Exercise instructions
In the data below, one line contains "cat(&[&[Opcode::StoreGlobal as u8, i], value])" and a later one contains "pub fn block(stmts: &[&[u8]])". Print both, with every line between them, exactly and alone.

Stored items
○ ○ ○ ○ ○

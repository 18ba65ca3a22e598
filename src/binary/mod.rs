//! Binary-format layer: the bounded byte reader and the module decoder.

pub mod decode;
pub mod reader;

pub use decode::{decode_module, ModuleConfig};
pub use reader::{ReadError, Reader};
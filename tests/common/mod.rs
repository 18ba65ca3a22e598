//! Shared helpers: bytecode fragment constructors (prefix encoding) and a
//! module fixture that builds, decodes, and instantiates test modules.

#![allow(dead_code)]

use std::sync::Arc;

use protowasm::builder::ModuleBuilder;
use protowasm::instance::{instantiate, ImportMap, ModuleInstance};
use protowasm::opcodes::{load_store_opcode, Opcode};
use protowasm::{decode_module, EvalBackend, MemType, ModuleConfig, Value, ValueType};

pub fn cat(parts: &[&[u8]]) -> Vec<u8> {
    parts.concat()
}

pub fn i8c(v: i8) -> Vec<u8> {
    vec![Opcode::I8Const as u8, v as u8]
}

pub fn i32c(v: i32) -> Vec<u8> {
    let mut b = vec![Opcode::I32Const as u8];
    b.extend_from_slice(&v.to_le_bytes());
    b
}

pub fn i64c(v: i64) -> Vec<u8> {
    let mut b = vec![Opcode::I64Const as u8];
    b.extend_from_slice(&v.to_le_bytes());
    b
}

pub fn f32c(v: f32) -> Vec<u8> {
    let mut b = vec![Opcode::F32Const as u8];
    b.extend_from_slice(&v.to_bits().to_le_bytes());
    b
}

pub fn f64c(v: f64) -> Vec<u8> {
    let mut b = vec![Opcode::F64Const as u8];
    b.extend_from_slice(&v.to_bits().to_le_bytes());
    b
}

pub fn get_local(i: u8) -> Vec<u8> {
    vec![Opcode::GetLocal as u8, i]
}

pub fn set_local(i: u8, value: &[u8]) -> Vec<u8> {
    cat(&[&[Opcode::SetLocal as u8, i], value])
}

pub fn load_global(i: u8) -> Vec<u8> {
    vec![Opcode::LoadGlobal as u8, i]
}

pub fn store_global(i: u8, value: &[u8]) -> Vec<u8> {
    cat(&[&[Opcode::StoreGlobal as u8, i], value])
}

pub fn load_mem(mem: MemType, addr: &[u8]) -> Vec<u8> {
    cat(&[&[load_store_opcode(mem, false) as u8, mem as u8], addr])
}

pub fn store_mem(mem: MemType, addr: &[u8], value: &[u8]) -> Vec<u8> {
    cat(&[&[load_store_opcode(mem, true) as u8, mem as u8], addr, value])
}

pub fn ret(value: &[u8]) -> Vec<u8> {
    cat(&[&[Opcode::Return as u8], value])
}

pub fn ret0() -> Vec<u8> {
    vec![Opcode::Return as u8]
}

pub fn unop(op: Opcode, a: &[u8]) -> Vec<u8> {
    cat(&[&[op as u8], a])
}

pub fn binop(op: Opcode, a: &[u8], b: &[u8]) -> Vec<u8> {
    cat(&[&[op as u8], a, b])
}

pub fn not(a: &[u8]) -> Vec<u8> {
    unop(Opcode::BoolNot, a)
}

pub fn block(stmts: &[&[u8]]) -> Vec<u8> {
    let mut b = vec![Opcode::Block as u8, stmts.len() as u8];
    for s in stmts {
        b.extend_from_slice(s);
    }
    b
}

pub fn loop_(stmts: &[&[u8]]) -> Vec<u8> {
    let mut b = vec![Opcode::Loop as u8, stmts.len() as u8];
    for s in stmts {
        b.extend_from_slice(s);
    }
    b
}

pub fn if_(cond: &[u8], then: &[u8]) -> Vec<u8> {
    cat(&[&[Opcode::If as u8], cond, then])
}

pub fn if_then(cond: &[u8], then: &[u8], els: &[u8]) -> Vec<u8> {
    cat(&[&[Opcode::IfThen as u8], cond, then, els])
}

pub fn switch(key: &[u8], cases: &[&[u8]]) -> Vec<u8> {
    let mut b = vec![Opcode::Switch as u8, cases.len() as u8];
    b.extend_from_slice(key);
    for c in cases {
        b.extend_from_slice(c);
    }
    b
}

pub fn switch_nf(key: &[u8], cases: &[&[u8]]) -> Vec<u8> {
    let mut b = vec![Opcode::SwitchNf as u8, cases.len() as u8];
    b.extend_from_slice(key);
    for c in cases {
        b.extend_from_slice(c);
    }
    b
}

pub fn brk(depth: u8) -> Vec<u8> {
    vec![Opcode::Break as u8, depth]
}

pub fn cont(depth: u8) -> Vec<u8> {
    vec![Opcode::Continue as u8, depth]
}

pub fn nop() -> Vec<u8> {
    vec![Opcode::Nop as u8]
}

pub fn infinite_loop() -> Vec<u8> {
    vec![Opcode::InfiniteLoop as u8]
}

pub fn ternary(cond: &[u8], t: &[u8], e: &[u8]) -> Vec<u8> {
    cat(&[&[Opcode::Ternary as u8], cond, t, e])
}

pub fn comma(a: &[u8], b: &[u8]) -> Vec<u8> {
    cat(&[&[Opcode::Comma as u8], a, b])
}

pub fn call(index: u8, args: &[&[u8]]) -> Vec<u8> {
    let mut b = vec![Opcode::CallFunction as u8, index];
    for a in args {
        b.extend_from_slice(a);
    }
    b
}

/// `while (cond) body` in its canonical lowering.
pub fn while_(cond: &[u8], body: &[u8]) -> Vec<u8> {
    loop_(&[&if_(&not(cond), &brk(0)), body])
}

/// Builds test modules and instantiates them with the reference backend.
pub struct TestModule {
    pub builder: ModuleBuilder,
}

impl TestModule {
    pub fn new() -> Self {
        Self { builder: ModuleBuilder::new() }
    }

    /// Add a function; locals must be listed in type order.
    pub fn add_function(
        &mut self,
        ret: ValueType,
        params: &[ValueType],
        locals: &[ValueType],
        body: &[u8],
    ) -> u16 {
        let index = self.builder.add_function();
        let f = self.builder.function_at(index);
        f.return_type(ret);
        for &p in params {
            f.add_param(p);
        }
        for &l in locals {
            f.add_local(l);
        }
        f.emit(body);
        index
    }

    pub fn add_global(&mut self, mem: MemType) -> u16 {
        self.builder.add_global(mem, false)
    }

    pub fn instantiate(&self) -> ModuleInstance {
        self.instantiate_with(&ImportMap::new())
    }

    pub fn instantiate_with(&self, imports: &ImportMap) -> ModuleInstance {
        let bytes = self.builder.build().expect("module builds");
        let config = ModuleConfig::default();
        let module = decode_module(&bytes, &config).expect("module decodes and verifies");
        instantiate(Arc::new(module), imports, &EvalBackend, &config).expect("module instantiates")
    }
}

/// Build a single-function module and return its instance; the function is
/// index 0.
pub fn instance_for(
    ret: ValueType,
    params: &[ValueType],
    locals: &[ValueType],
    body: &[u8],
) -> ModuleInstance {
    let mut m = TestModule::new();
    m.add_function(ret, params, locals, body);
    m.instantiate()
}

pub fn call_i32(inst: &mut ModuleInstance, index: u16, args: &[Value]) -> i32 {
    match inst.invoke_function(index, args) {
        Ok(Some(Value::I32(v))) => v,
        other => panic!("expected an i32 result, got {other:?}"),
    }
}

pub fn call_i64(inst: &mut ModuleInstance, index: u16, args: &[Value]) -> i64 {
    match inst.invoke_function(index, args) {
        Ok(Some(Value::I64(v))) => v,
        other => panic!("expected an i64 result, got {other:?}"),
    }
}

/// Run a single-function module once.
pub fn run_i32(ret: ValueType, params: &[ValueType], body: &[u8], args: &[Value]) -> i32 {
    let mut inst = instance_for(ret, params, &[], body);
    call_i32(&mut inst, 0, args)
}

/// Fill instance memory from a seeded generator, like the original test
/// harness randomizes its test memories.
pub fn randomize_memory(inst: &mut ModuleInstance, seed: u64) {
    use rand::{RngCore, SeedableRng};
    rand::rngs::StdRng::seed_from_u64(seed).fill_bytes(&mut inst.memory);
}

pub fn read_mem_u32(inst: &ModuleInstance, addr: usize) -> u32 {
    u32::from_le_bytes(inst.memory[addr..addr + 4].try_into().unwrap())
}

pub fn write_mem_u32(inst: &mut ModuleInstance, addr: usize, v: u32) {
    inst.memory[addr..addr + 4].copy_from_slice(&v.to_le_bytes());
}

/// A spread of interesting i32 inputs, in the spirit of the original
/// value-helper tables.
pub fn i32_inputs() -> Vec<i32> {
    vec![
        0,
        1,
        -1,
        2,
        -2,
        63,
        64,
        -64,
        127,
        128,
        -128,
        0x0FFF_FFFF,
        0x7FFF_FFFF,
        i32::MIN,
        i32::MIN + 1,
        -0x0100_0000,
        0x55AA_55AA,
        -559038737,
    ]
}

○ ○ ○ ○ ○

Response
    cat(&[&[Opcode::StoreGlobal as u8, i], value])
}

pub fn load_mem(mem: MemType, addr: &[u8]) -> Vec<u8> {
    cat(&[&[load_store_opcode(mem, false) as u8, mem as u8], addr])
}

pub fn store_mem(mem: MemType, addr: &[u8], value: &[u8]) -> Vec<u8> {
    cat(&[&[load_store_opcode(mem, true) as u8, mem as u8], addr, value])
}

pub fn ret(value: &[u8]) -> Vec<u8> {
    cat(&[&[Opcode::Return as u8], value])
}

pub fn ret0() -> Vec<u8> {
    vec![Opcode::Return as u8]
}

pub fn unop(op: Opcode, a: &[u8]) -> Vec<u8> {
    cat(&[&[op as u8], a])
}

pub fn binop(op: Opcode, a: &[u8], b: &[u8]) -> Vec<u8> {
    cat(&[&[op as u8], a, b])
}

pub fn not(a: &[u8]) -> Vec<u8> {
    unop(Opcode::BoolNot, a)
}

pub fn block(stmts: &[&[u8]]) -> Vec<u8> {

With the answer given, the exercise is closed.